Arc-Closure Geometry: S¹ Phase-Locking, Eigen-Action, and Spectral Coupling in a 2+1 Tension Manifold

Abstract: Contemporary theoretical physics frequently relies on empirical constants (e. g. , G, h) and assumed flat spacetime backgrounds to describe fundamental interactions. In this foundational letter, we propose a paradigm shift by introducing Arc-Closure Geometry—a framework built upon a smooth three-dimensional manifold with a structural 2+1 decomposition. By defining a cooriented rank-2 distribution and its canonical Riemannian extension, we formulate purely geometric tension operators: a scalar structural tension and a symmetric temporal shear tension. We demonstrate that physical quantization arises naturally as a topological constraint, governed by an S¹ phase-locking condition and its associated winding number. Furthermore, by evaluating the minimal arc-closure configuration within the thin-shell regime, we rigorously reduce these geometric tensions to an effective elastica energy, deriving a discrete, parameter-free geometric eigen-action scale.

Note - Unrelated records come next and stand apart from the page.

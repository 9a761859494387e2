use super::*;

/// Validates that `block_size` tiles a `rows x cols` weight block exactly.
///
/// # Parameters
///
/// - `rows` - Number of rows of the weight block
/// - `cols` - Number of columns of the weight block
/// - `block_size` - Side length of the square tiles
///
/// # Returns
///
/// - `Ok(())` - If `block_size` is nonzero and divides both dimensions
/// - `Err(ModelError::UnsupportedParameter)` - Otherwise
pub fn validate_block_size(rows: usize, cols: usize, block_size: usize) -> Result<(), ModelError> {
    if block_size == 0 {
        return Err(ModelError::UnsupportedParameter(
            "block_size must be greater than 0".to_string(),
        ));
    }
    if rows % block_size != 0 || cols % block_size != 0 {
        return Err(ModelError::UnsupportedParameter(format!(
            "block_size {} does not evenly divide a {}x{} weight block",
            block_size, rows, cols
        )));
    }
    Ok(())
}

/// Synthesizes the block-circulant recurrent weight from the update-gate sub-blocks.
///
/// Returns a fresh `(D + H) x H` buffer: rows `0..D` hold the expansion of `w_x`, rows
/// `D..D + H` the expansion of `w_h`. See [`accumulate_circulant`] for the tile rule.
///
/// # Parameters
///
/// - `w_h` - Hidden-to-update-gate block with shape (H, H)
/// - `w_x` - Input-to-update-gate block with shape (D, H)
/// - `block_size` - Side length of the square tiles
///
/// # Returns
///
/// - `Ok(Array2<f64>)` - The derived weight with shape (D + H, H)
/// - `Err(ModelError)` - If the shapes disagree or `block_size` does not tile them
///
/// # Examples
/// ```rust
/// use rustyrnn::neural_network::synthesize;
/// use ndarray::array;
///
/// let w_h = array![[1.0, 2.0], [3.0, 4.0]];
/// let w_x = array![[5.0, 6.0], [7.0, 8.0]];
/// let derived = synthesize(w_h.view(), w_x.view(), 2).unwrap();
/// // every tile row after the first is the previous row rotated by one
/// assert_eq!(derived, array![[5.0, 6.0], [6.0, 5.0], [1.0, 2.0], [2.0, 1.0]]);
/// ```
pub fn synthesize(
    w_h: ArrayView2<'_, f64>,
    w_x: ArrayView2<'_, f64>,
    block_size: usize,
) -> Result<Array2<f64>, ModelError> {
    let mut derived = Array2::zeros((w_x.nrows() + w_h.nrows(), w_h.ncols()));
    accumulate_circulant(w_h, w_x, block_size, derived.view_mut())?;
    Ok(derived)
}

/// Accumulates the block-circulant expansion of `w_x` and `w_h` into `derived`.
///
/// For every `block_size x block_size` tile with top-left corner `(r0, c0)`:
///
/// `derived[r0 + k][c0 + j] += source[r0][c0 + (j - k) mod block_size]`
///
/// so the first row of each output tile is the first row of the source tile and every later
/// row is the previous output row rotated by one, the last column moving to the front. Only
/// the first row of each source tile is read. The buffer is added to, never overwritten:
/// callers clear it first when they need a fresh result.
///
/// # Parameters
///
/// - `w_h` - Hidden-to-update-gate block with shape (H, H)
/// - `w_x` - Input-to-update-gate block with shape (D, H)
/// - `block_size` - Side length of the square tiles
/// - `derived` - Output buffer with shape (D + H, H)
///
/// # Returns
///
/// - `Ok(())` - The expansion was accumulated
/// - `Err(ModelError::InputValidationError)` - If the shapes disagree
/// - `Err(ModelError::UnsupportedParameter)` - If `block_size` does not tile both blocks
pub fn accumulate_circulant(
    w_h: ArrayView2<'_, f64>,
    w_x: ArrayView2<'_, f64>,
    block_size: usize,
    mut derived: ArrayViewMut2<'_, f64>,
) -> Result<(), ModelError> {
    let units = w_h.ncols();
    if w_h.nrows() != units || w_x.ncols() != units {
        return Err(ModelError::InputValidationError(format!(
            "update-gate blocks must have shapes (H, H) and (D, H), got {:?} and {:?}",
            w_h.shape(),
            w_x.shape()
        )));
    }
    if derived.dim() != (w_x.nrows() + units, units) {
        return Err(ModelError::InputValidationError(format!(
            "derived weight must have shape ({}, {}), got {:?}",
            w_x.nrows() + units,
            units,
            derived.shape()
        )));
    }
    validate_block_size(units, units, block_size)?;
    validate_block_size(w_x.nrows(), units, block_size)?;

    let (input_part, hidden_part) = derived.view_mut().split_at(Axis(0), w_x.nrows());
    expand_tiles(w_x, block_size, input_part);
    expand_tiles(w_h, block_size, hidden_part);
    Ok(())
}

/// Accumulates the adjoint of the circulant expansion for one partition.
///
/// Given the gradient of a loss with respect to an expanded block, adds the gradient with
/// respect to the source block it was expanded from:
///
/// `grad_source[r0][c0 + m] += sum_k grad_derived[r0 + k][c0 + (m + k) mod block_size]`
///
/// Rows of `grad_source` other than the first row of each tile do not influence the
/// expansion and receive nothing.
///
/// # Parameters
///
/// - `grad_derived` - Gradient with respect to the expanded block
/// - `block_size` - Side length of the square tiles
/// - `grad_source` - Gradient buffer of the source block, same shape as `grad_derived`
///
/// # Returns
///
/// - `Ok(())` - The adjoint was accumulated
/// - `Err(ModelError)` - If the shapes disagree or `block_size` does not tile them
pub fn accumulate_circulant_adjoint(
    grad_derived: ArrayView2<'_, f64>,
    block_size: usize,
    mut grad_source: ArrayViewMut2<'_, f64>,
) -> Result<(), ModelError> {
    if grad_derived.dim() != grad_source.dim() {
        return Err(ModelError::InputValidationError(format!(
            "gradient shapes differ: {:?} vs {:?}",
            grad_derived.shape(),
            grad_source.shape()
        )));
    }
    let (rows, cols) = grad_derived.dim();
    validate_block_size(rows, cols, block_size)?;

    for r0 in (0..rows).step_by(block_size) {
        for c0 in (0..cols).step_by(block_size) {
            for m in 0..block_size {
                let mut acc = 0.0;
                for k in 0..block_size {
                    acc += grad_derived[[r0 + k, c0 + (m + k) % block_size]];
                }
                grad_source[[r0, c0 + m]] += acc;
            }
        }
    }
    Ok(())
}

fn expand_tiles(
    source: ArrayView2<'_, f64>,
    block_size: usize,
    mut target: ArrayViewMut2<'_, f64>,
) {
    for r0 in (0..source.nrows()).step_by(block_size) {
        for c0 in (0..source.ncols()).step_by(block_size) {
            for k in 0..block_size {
                for j in 0..block_size {
                    target[[r0 + k, c0 + j]] +=
                        source[[r0, c0 + (j + block_size - k) % block_size]];
                }
            }
        }
    }
}
//! Packet Buffers
//!
//! Owned packet handles moved between rings, stages and the accelerator.
//!
//! # Design
//!
//! - `Packet` is not `Clone`: exactly one owner at any instant
//! - Enqueue moves the handle, so a buffer can never sit on two rings
//! - Dropping the handle releases the payload back to the allocator
//! - A filtered packet is marked, not removed, so its sequence number still
//!   reaches the reorder buffer and the egress core frees it in order

use bytes::{Bytes, BytesMut};
use std::time::Instant;

/// Largest payload accepted from an ingress source (jumbo frame)
pub const MAX_PACKET_SIZE: usize = 9216;

/// Packet handle
#[derive(Debug)]
pub struct Packet {
    /// Sequence number assigned on ingress
    seqn: u32,
    /// Arrival time (set by the ingress source or a timestamp stage)
    rx_timestamp: Option<Instant>,
    /// Release time (set on egress)
    tx_timestamp: Option<Instant>,
    /// Marked for discard by a stage
    dropped: bool,
    /// Payload
    data: BytesMut,
}

impl Packet {
    /// Create a packet owning a copy of `payload`
    pub fn new(payload: &[u8]) -> Self {
        Self::from_bytes(BytesMut::from(payload))
    }

    /// Create a packet from an already owned buffer
    pub fn from_bytes(data: BytesMut) -> Self {
        Self {
            seqn: 0,
            rx_timestamp: None,
            tx_timestamp: None,
            dropped: false,
            data,
        }
    }

    /// Get packet data slice
    #[inline(always)]
    pub fn data(&self) -> &[u8] {
        &self.data
    }

    /// Get mutable packet data
    #[inline(always)]
    pub fn data_mut(&mut self) -> &mut BytesMut {
        &mut self.data
    }

    /// Get data length
    #[inline(always)]
    pub fn len(&self) -> usize {
        self.data.len()
    }

    /// Check if empty
    #[inline(always)]
    pub fn is_empty(&self) -> bool {
        self.data.is_empty()
    }

    /// Sequence number
    #[inline(always)]
    pub fn seqn(&self) -> u32 {
        self.seqn
    }

    /// Overwrite the sequence number
    #[inline(always)]
    pub fn set_seqn(&mut self, seqn: u32) {
        self.seqn = seqn;
    }

    /// Arrival timestamp
    pub fn rx_timestamp(&self) -> Option<Instant> {
        self.rx_timestamp
    }

    /// Stamp arrival time
    pub fn stamp_rx(&mut self, at: Instant) {
        self.rx_timestamp = Some(at);
    }

    /// Release timestamp
    pub fn tx_timestamp(&self) -> Option<Instant> {
        self.tx_timestamp
    }

    /// Stamp release time
    pub fn stamp_tx(&mut self, at: Instant) {
        self.tx_timestamp = Some(at);
    }

    /// Mark for discard at egress
    #[inline(always)]
    pub fn mark_dropped(&mut self) {
        self.dropped = true;
    }

    /// Whether a stage marked this packet for discard
    #[inline(always)]
    pub fn is_dropped(&self) -> bool {
        self.dropped
    }

    /// Time spent between arrival and release, if both are known
    pub fn latency(&self) -> Option<std::time::Duration> {
        match (self.rx_timestamp, self.tx_timestamp) {
            (Some(rx), Some(tx)) => Some(tx.saturating_duration_since(rx)),
            _ => None,
        }
    }

    /// Consume the handle and freeze the payload
    pub fn into_bytes(self) -> Bytes {
        self.data.freeze()
    }
}

/// Total payload bytes in a burst
#[inline]
pub fn burst_bytes(pkts: &[Packet]) -> u64 {
    pkts.iter().map(|p| p.len() as u64).sum()
}

#[cfg(test)]
mod tests {
    use super::*;
    use std::time::Duration;

    #[test]
    fn test_packet_fields() {
        let mut pkt = Packet::new(b"GET /index.html");
        assert_eq!(pkt.len(), 15);
        assert!(!pkt.is_empty());
        assert_eq!(pkt.seqn(), 0);

        pkt.set_seqn(42);
        assert_eq!(pkt.seqn(), 42);

        assert!(!pkt.is_dropped());
        pkt.mark_dropped();
        assert!(pkt.is_dropped());
    }

    #[test]
    fn test_in_place_transform() {
        let mut pkt = Packet::new(b"abc");
        pkt.data_mut().make_ascii_uppercase();
        pkt.data_mut().extend_from_slice(b"!");
        assert_eq!(pkt.data(), b"ABC!");
        assert_eq!(pkt.into_bytes().as_ref(), b"ABC!");
    }

    #[test]
    fn test_latency() {
        let mut pkt = Packet::new(b"x");
        assert!(pkt.latency().is_none());

        let rx = Instant::now();
        pkt.stamp_rx(rx);
        pkt.stamp_tx(rx + Duration::from_micros(5));
        assert_eq!(pkt.latency(), Some(Duration::from_micros(5)));
    }

    #[test]
    fn test_burst_bytes() {
        let pkts = vec![Packet::new(&[0u8; 64]), Packet::new(&[0u8; 100])];
        assert_eq!(burst_bytes(&pkts), 164);
    }
}
#[cfg(test)]
mod tests {
    use super::*;
    use crate::accel::device::{DeviceInfo, RegexDevice, RegexOp, RegexResponse};
    use crate::accel::{Accelerator, BatchQueue, DrainOutcome};
    use crate::config::AcceleratorConfig;
    use crate::ring::{Ring, RingMode};
    use crate::stage::{Stage, StageRegistry};
    use crate::topology::InstanceId;
    use std::time::{Duration, Instant};

    fn instance(stage: Box<dyn Stage>, ring_in: &Arc<Ring>, ring_out: &Arc<Ring>) -> StageInstance {
        StageInstance {
            id: InstanceId { layer: 0, index: 0 },
            stage_type: stage.name().to_string(),
            stage,
            batch_size: 8,
            rings_in: vec![ring_in.clone()],
            rings_out: vec![ring_out.clone()],
            worker_id: 0,
            core: 1,
            accel: None,
        }
    }

    fn rings(size: usize) -> (Arc<Ring>, Arc<Ring>) {
        (
            Arc::new(Ring::new("in", size, RingMode::SpSc).unwrap()),
            Arc::new(Ring::new("out", size, RingMode::SpSc).unwrap()),
        )
    }

    fn feed(ring: &Ring, payloads: &[&[u8]]) {
        let mut pkts: VecDeque<Packet> = payloads
            .iter()
            .enumerate()
            .map(|(i, p)| {
                let mut pkt = Packet::new(p);
                pkt.set_seqn(i as u32);
                pkt
            })
            .collect();
        ring.enqueue_burst(&mut pkts);
        assert!(pkts.is_empty());
    }

    fn collect(ring: &Ring, expected: usize) -> Vec<Packet> {
        let deadline = Instant::now() + Duration::from_secs(10);
        let mut out = Vec::new();
        while out.len() < expected && Instant::now() < deadline {
            ring.dequeue_burst(&mut out, expected);
            std::thread::yield_now();
        }
        out
    }

    fn start(inst: StageInstance) -> (Arc<AtomicBool>, Arc<AggregateStats>, JoinHandle<WorkerExit>) {
        let running = Arc::new(AtomicBool::new(true));
        let stats = Arc::new(AggregateStats::new(2));
        let handle = StageWorker::new(inst, running.clone(), stats.clone(), false)
            .spawn()
            .unwrap();
        (running, stats, handle)
    }

    #[test]
    fn test_forwarding_and_filtering() {
        let (ring_in, ring_out) = rings(64);
        let mut params = crate::config::StageParams::new();
        params.insert("min_len".into(), 4.into());
        let mut stage = StageRegistry::with_builtins().create("min_len").unwrap();
        stage
            .init(&crate::stage::StageContext {
                layer: 0,
                index: 0,
                worker_id: 0,
                batch_size: 8,
                accelerated: false,
                params: &params,
            })
            .unwrap();

        let (running, stats, handle) = start(instance(stage, &ring_in, &ring_out));
        feed(&ring_in, &[b"long packet", b"ab", b"another one"]);

        let out = collect(&ring_out, 3);
        running.store(false, Ordering::Release);
        let exit = handle.join().unwrap();

        assert_eq!(out.len(), 3);
        let dropped: Vec<u32> = out.iter().filter(|p| p.is_dropped()).map(|p| p.seqn()).collect();
        assert_eq!(dropped, vec![1]);
        assert!(exit.residue.is_empty());

        let snap = stats.core(1).snapshot();
        assert_eq!(snap.rx_packets, 3);
        assert_eq!(snap.tx_packets, 3);
        assert_eq!(snap.filtered, 1);
    }

    struct Failing;

    impl Stage for Failing {
        fn name(&self) -> &'static str {
            "failing"
        }

        fn process(&mut self, pkt: &mut Packet, _dp: &mut Dataplane) -> Result<Verdict> {
            if pkt.seqn() % 2 == 0 {
                Err(PipelineError::stage("failing", "even seqn"))
            } else {
                Ok(Verdict::Forward)
            }
        }
    }

    #[test]
    fn test_stage_error_marks_packet() {
        let (ring_in, ring_out) = rings(64);
        let (running, stats, handle) = start(instance(Box::new(Failing), &ring_in, &ring_out));
        feed(&ring_in, &[b"a", b"b", b"c", b"d"]);

        let out = collect(&ring_out, 4);
        running.store(false, Ordering::Release);
        handle.join().unwrap();

        assert_eq!(out.iter().filter(|p| p.is_dropped()).count(), 2);
        assert_eq!(stats.core(1).snapshot().stage_errors, 2);
    }

    #[test]
    fn test_already_dropped_bypasses_stage() {
        let (ring_in, ring_out) = rings(64);
        let (running, stats, handle) = start(instance(Box::new(Failing), &ring_in, &ring_out));

        let mut pkt = Packet::new(b"x");
        pkt.mark_dropped();
        let mut pkts: VecDeque<Packet> = VecDeque::from(vec![pkt]);
        ring_in.enqueue_burst(&mut pkts);

        let out = collect(&ring_out, 1);
        running.store(false, Ordering::Release);
        handle.join().unwrap();

        assert_eq!(out.len(), 1);
        assert_eq!(stats.core(1).snapshot().stage_errors, 0);
    }

    #[test]
    fn test_offload_completes_partial_batch() {
        let dir = tempfile::tempdir().unwrap();
        let rules = dir.path().join("rules.txt");
        std::fs::write(&rules, "1,1,passwd\n").unwrap();
        let accel = Accelerator::init(
            &AcceleratorConfig {
                rules_file: Some(rules),
                batch_size: 16,
                ..Default::default()
            },
            1,
        )
        .unwrap();

        let (ring_in, ring_out) = rings(64);
        let mut inst = instance(Box::new(crate::stages::RegexStage), &ring_in, &ring_out);
        inst.accel = Some(accel.queue(0).unwrap());
        let (running, stats, handle) = start(inst);

        // Fewer than one batch: only the idle path pushes them
        feed(&ring_in, &[b"/etc/passwd", b"index.html", b"passwd", b"x", b"y"]);
        let out = collect(&ring_out, 5);
        running.store(false, Ordering::Release);
        let exit = handle.join().unwrap();
        accel.teardown();

        let mut seqns: Vec<u32> = out.iter().map(|p| p.seqn()).collect();
        seqns.sort_unstable();
        assert_eq!(seqns, vec![0, 1, 2, 3, 4]);
        assert_eq!(stats.core(1).snapshot().offloaded, 5);

        let queue = exit.instance.accel.unwrap();
        assert_eq!(queue.total_enqueued(), 5);
        assert_eq!(queue.total_dequeued(), 5);
        assert_eq!(queue.stats().rx_buf_match_cnt, 2);
    }

    #[test]
    fn test_full_output_returns_residue() {
        let ring_in = Arc::new(Ring::new("in", 64, RingMode::SpSc).unwrap());
        let ring_out = Arc::new(Ring::new("out", 4, RingMode::SpSc).unwrap());
        let (running, _stats, handle) = start(instance(
            StageRegistry::with_builtins().create("echo").unwrap(),
            &ring_in,
            &ring_out,
        ));

        feed(&ring_in, &[b"1", b"2", b"3", b"4", b"5", b"6"]);
        let deadline = Instant::now() + Duration::from_secs(10);
        while ring_out.len() < 4 && Instant::now() < deadline {
            std::thread::yield_now();
        }
        running.store(false, Ordering::Release);
        let exit = handle.join().unwrap();

        assert_eq!(ring_out.len(), 4);
        assert_eq!(exit.residue.len() + ring_in.len(), 2);
    }

    /// Device that never accepts an op
    struct Wedged;

    impl RegexDevice for Wedged {
        fn info(&self) -> DeviceInfo {
            DeviceInfo { name: "wedged", max_queue_pairs: 1, max_matches: 1, max_payload: 64 }
        }

        fn enqueue_burst(&self, _qid: usize, _ops: &mut VecDeque<RegexOp>) -> usize {
            0
        }

        fn dequeue_burst(&self, _qid: usize, _out: &mut Vec<RegexResponse>, _max: usize) -> usize {
            0
        }

        fn stop(&self) {}
    }

    #[test]
    fn test_stop_while_device_refuses() {
        let (ring_in, ring_out) = rings(64);
        let mut inst = instance(Box::new(crate::stages::RegexStage), &ring_in, &ring_out);
        inst.accel = Some(BatchQueue::new(0, Arc::new(Wedged), 2, [1, 0, 0, 0]));
        let (running, stats, handle) = start(inst);

        feed(&ring_in, &[b"a", b"b", b"c", b"d"]);
        let deadline = Instant::now() + Duration::from_secs(10);
        while stats.core(1).snapshot().offloaded < 2 && Instant::now() < deadline {
            std::thread::yield_now();
        }
        running.store(false, Ordering::Release);
        let exit = handle.join().unwrap();

        let mut queue = exit.instance.accel.unwrap();
        assert!(queue.pending() >= 2);
        assert_eq!(queue.total_enqueued(), 0);

        let mut recovered = Vec::new();
        let outcome = queue.drain_on_shutdown(Duration::from_millis(20), &mut recovered);
        assert_eq!(
            outcome,
            DrainOutcome::WatchdogExpired { outstanding: 0, unsubmitted: recovered.len() as u64 }
        );
        assert_eq!(recovered.len() + exit.residue.len() + ring_in.len(), 4);
    }
}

Ultimately, utilizing Cheeger-type spectral bounds, we establish a dimensionless geometric coupling ratio and mathematically predict a falsifiable, strictly sublinear spectral scaling. This work provides a rigorous topological origin for fundamental physical couplings, completely independent of traditional phenomenological parameters, offering a purely geometric perspective on the unification of forces.